It is of interest that a number
of names appearing in the judgment as playing a facilitating role in this
sordid and murderous business were neither indicted by the court nor even
invited as witnesses: Gaddafi, Ibrahim Bah, and, of course, Blaise Campaore
(who as president Burkina Faso surely knew and supported it all).
Also of interest has been the
unenthusiastic – sometimes even hostile – reaction of a good number of
Liberians to the conviction of their former president. This is partly because Taylor was not charged with his many crimes in Liberia but for
his role in supporting a foreign war. But there are quite a few Liberians who
actually do not think that Taylor
should have been held accountable for his crimes at all, local or
international. This reflects a deep-rooted culture of impunity in the country.
I lived in Liberia
for nearly two years during its truth and reconciliation process, and attended
dozens of testimonies there. Many of these, by former commanders in Taylor’s NPFL, proudly narrated how they participated in
attacks inside Sierra Leone,
and how they were fully supported by Taylor
to do so. None of them to my knowledge expressed remorse about what they did –
but then none of them, with the quirky exception of General Butt Naked,
apologised to Liberians for the atrocities they committed in Liberia itself.
Was it all necessary, this
expensive and long trial? I think that the proceedings were unnecessarily
prolonged by overpaid judges and lawyers, and I think that the court erred very
badly in indicting and convicting the leaders of the CDF. The Taylor
trial alone reportedly cost $250 million, nearly six times more than the total
revenue officially generated by Liberia
in 2003 ($44.2 million),
the year that Taylor
was forced to relinquish power. Still, I
think that the conviction of Taylor – as nasty a gangster as ever become president
in Africa – is a signal event, something we should all celebrate in our region.
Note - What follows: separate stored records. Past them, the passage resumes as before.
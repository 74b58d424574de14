//! Invoices and payments, with invoice status kept in step with payments.

use std::collections::HashMap;
use std::sync::Arc;

use chrono::{NaiveDate, Utc};
use rust_decimal::Decimal;
use tokio::sync::{Mutex, OwnedMutexGuard};
use tracing::info;

use charter_core::billing::paid_total;
use charter_core::{
    ActorId, InvoiceId, InvoiceRecord, InvoiceStatus, PaymentId, PaymentRecord, reconcile,
};
use charter_store::RecordStore;

use crate::audit::{AuditEvent, AuditSink};
use crate::error::ServiceError;

/// Input for [`BillingService::create_invoice`].
#[derive(Debug, Clone)]
pub struct NewInvoice {
    pub number: String,
    pub client_name: String,
    pub amount: Decimal,
    pub status: InvoiceStatus,
    pub due_date: Option<NaiveDate>,
}

pub struct BillingService {
    records: Arc<dyn RecordStore>,
    audit: Arc<dyn AuditSink>,
    locks: Mutex<HashMap<InvoiceId, Arc<Mutex<()>>>>,
}

impl BillingService {
    pub fn new(records: Arc<dyn RecordStore>, audit: Arc<dyn AuditSink>) -> Self {
        Self {
            records,
            audit,
            locks: Mutex::new(HashMap::new()),
        }
    }

    /// Serialises every status-affecting write for one invoice.
    async fn lock_invoice(&self, id: InvoiceId) -> OwnedMutexGuard<()> {
        let lock = self.locks.lock().await.entry(id).or_default().clone();
        lock.lock_owned().await
    }

    pub async fn create_invoice(
        &self,
        actor: &ActorId,
        new: NewInvoice,
    ) -> Result<InvoiceRecord, ServiceError> {
        let number = new.number.trim();
        if number.is_empty() {
            return Err(ServiceError::InvalidInput("invoice number is required".into()));
        }
        if new.amount < Decimal::ZERO {
            return Err(ServiceError::InvalidInput(
                "invoice amount cannot be negative".into(),
            ));
        }
        reject_derived(new.status)?;

        let now = Utc::now();
        let invoice = InvoiceRecord {
            id: InvoiceId::new(),
            number: number.to_string(),
            client_name: new.client_name.trim().to_string(),
            amount: new.amount,
            status: new.status,
            issued_status: new.status,
            due_date: new.due_date,
            created_at: now,
            updated_at: now,
        };
        self.records.insert_invoice(invoice.clone()).await?;

        info!(invoice_id = %invoice.id, number = %invoice.number, amount = %invoice.amount, "invoice created");
        self.audit.record(AuditEvent::new(
            "invoice.created",
            actor,
            invoice.id,
            format!("{} {}", invoice.number, invoice.amount),
        ));
        Ok(invoice)
    }

    /// Set an invoice-flow status (`draft`, `pending`, `overdue`).
    ///
    /// The status becomes the invoice's issued status. While payments exist
    /// the visible status stays derived from them.
    pub async fn set_invoice_status(
        &self,
        actor: &ActorId,
        id: InvoiceId,
        status: InvoiceStatus,
    ) -> Result<InvoiceRecord, ServiceError> {
        reject_derived(status)?;
        let _guard = self.lock_invoice(id).await;

        let mut invoice = self.get_invoice(id).await?;
        let payments = self.records.payments_for_invoice(id).await?;
        invoice.issued_status = status;
        invoice.status = reconcile(&invoice, paid_total(&payments));
        invoice.updated_at = Utc::now();
        self.records.update_invoice(invoice.clone()).await?;

        info!(invoice_id = %id, issued = %status, status = %invoice.status, "invoice status set");
        self.audit.record(AuditEvent::new(
            "invoice.status_changed",
            actor,
            id,
            status.to_string(),
        ));
        Ok(invoice)
    }

    pub async fn list_invoices(&self) -> Result<Vec<InvoiceRecord>, ServiceError> {
        Ok(self.records.list_invoices().await?)
    }

    pub async fn get_invoice(&self, id: InvoiceId) -> Result<InvoiceRecord, ServiceError> {
        self.records
            .get_invoice(id)
            .await?
            .ok_or_else(|| ServiceError::not_found("invoice", id))
    }

    /// Record a payment and return it with the reconciled invoice.
    pub async fn record_payment(
        &self,
        actor: &ActorId,
        invoice_id: InvoiceId,
        amount: Decimal,
        payment_date: NaiveDate,
        method: Option<String>,
    ) -> Result<(PaymentRecord, InvoiceRecord), ServiceError> {
        if amount <= Decimal::ZERO {
            return Err(ServiceError::InvalidPayment(
                "payment amount must be greater than zero".into(),
            ));
        }
        let _guard = self.lock_invoice(invoice_id).await;
        self.get_invoice(invoice_id).await?;

        let payment = PaymentRecord {
            id: PaymentId::new(),
            invoice_id,
            amount,
            payment_date,
            method: method
                .map(|m| m.trim().to_string())
                .filter(|m| !m.is_empty()),
            created_at: Utc::now(),
        };
        self.records.insert_payment(payment.clone()).await?;
        let invoice = self.reconcile_invoice(invoice_id).await?;

        info!(
            invoice_id = %invoice_id,
            payment_id = %payment.id,
            amount = %amount,
            status = %invoice.status,
            "payment recorded"
        );
        self.audit.record(AuditEvent::new(
            "payment.recorded",
            actor,
            payment.id,
            format!("{amount} on invoice {}", invoice.number),
        ));
        Ok((payment, invoice))
    }

    /// Delete a payment and return the reconciled invoice.
    pub async fn delete_payment(
        &self,
        actor: &ActorId,
        payment_id: PaymentId,
    ) -> Result<InvoiceRecord, ServiceError> {
        let payment = self
            .records
            .get_payment(payment_id)
            .await?
            .ok_or_else(|| ServiceError::not_found("payment", payment_id))?;
        let _guard = self.lock_invoice(payment.invoice_id).await;

        self.records.delete_payment(payment_id).await?;
        let invoice = self.reconcile_invoice(payment.invoice_id).await?;

        info!(
            invoice_id = %invoice.id,
            payment_id = %payment_id,
            status = %invoice.status,
            "payment deleted"
        );
        self.audit.record(AuditEvent::new(
            "payment.deleted",
            actor,
            payment_id,
            format!("{} on invoice {}", payment.amount, invoice.number),
        ));
        Ok(invoice)
    }

    pub async fn payments_for_invoice(
        &self,
        invoice_id: InvoiceId,
    ) -> Result<Vec<PaymentRecord>, ServiceError> {
        self.get_invoice(invoice_id).await?;
        Ok(self.records.payments_for_invoice(invoice_id).await?)
    }

    /// Recompute status from a fresh read of every payment. Caller holds the
    /// invoice lock.
    async fn reconcile_invoice(&self, id: InvoiceId) -> Result<InvoiceRecord, ServiceError> {
        let mut invoice = self.get_invoice(id).await?;
        let payments = self.records.payments_for_invoice(id).await?;
        let status = reconcile(&invoice, paid_total(&payments));
        if status != invoice.status {
            invoice.status = status;
            invoice.updated_at = Utc::now();
            self.records.update_invoice(invoice.clone()).await?;
        }
        Ok(invoice)
    }
}

fn reject_derived(status: InvoiceStatus) -> Result<(), ServiceError> {
    if status.is_payment_derived() {
        Err(ServiceError::InvalidTransition(format!(
            "{status} is set by recorded payments, not directly"
        )))
    } else {
        Ok(())
    }
}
As I write this, I remember the day that Taylor
was helicoptered into the Special
Court compound in Freetown. I stood among the small crowd of
people there that evening. A woman in the crowd turned to me after Taylor
was sent to his cell and said, apropos of a statement made by Taylor
in 1990, “Well, he told us that we in Sierra Leone will taste the
bitterness of war. We did. But now he will taste the sourness of justice.” The
sourness of justice: that indeed is a lovely phrase there.
The writer is author of A Dirty War in West Africa: The RUF and the
Destruction of Sierra Leone (London,
2005)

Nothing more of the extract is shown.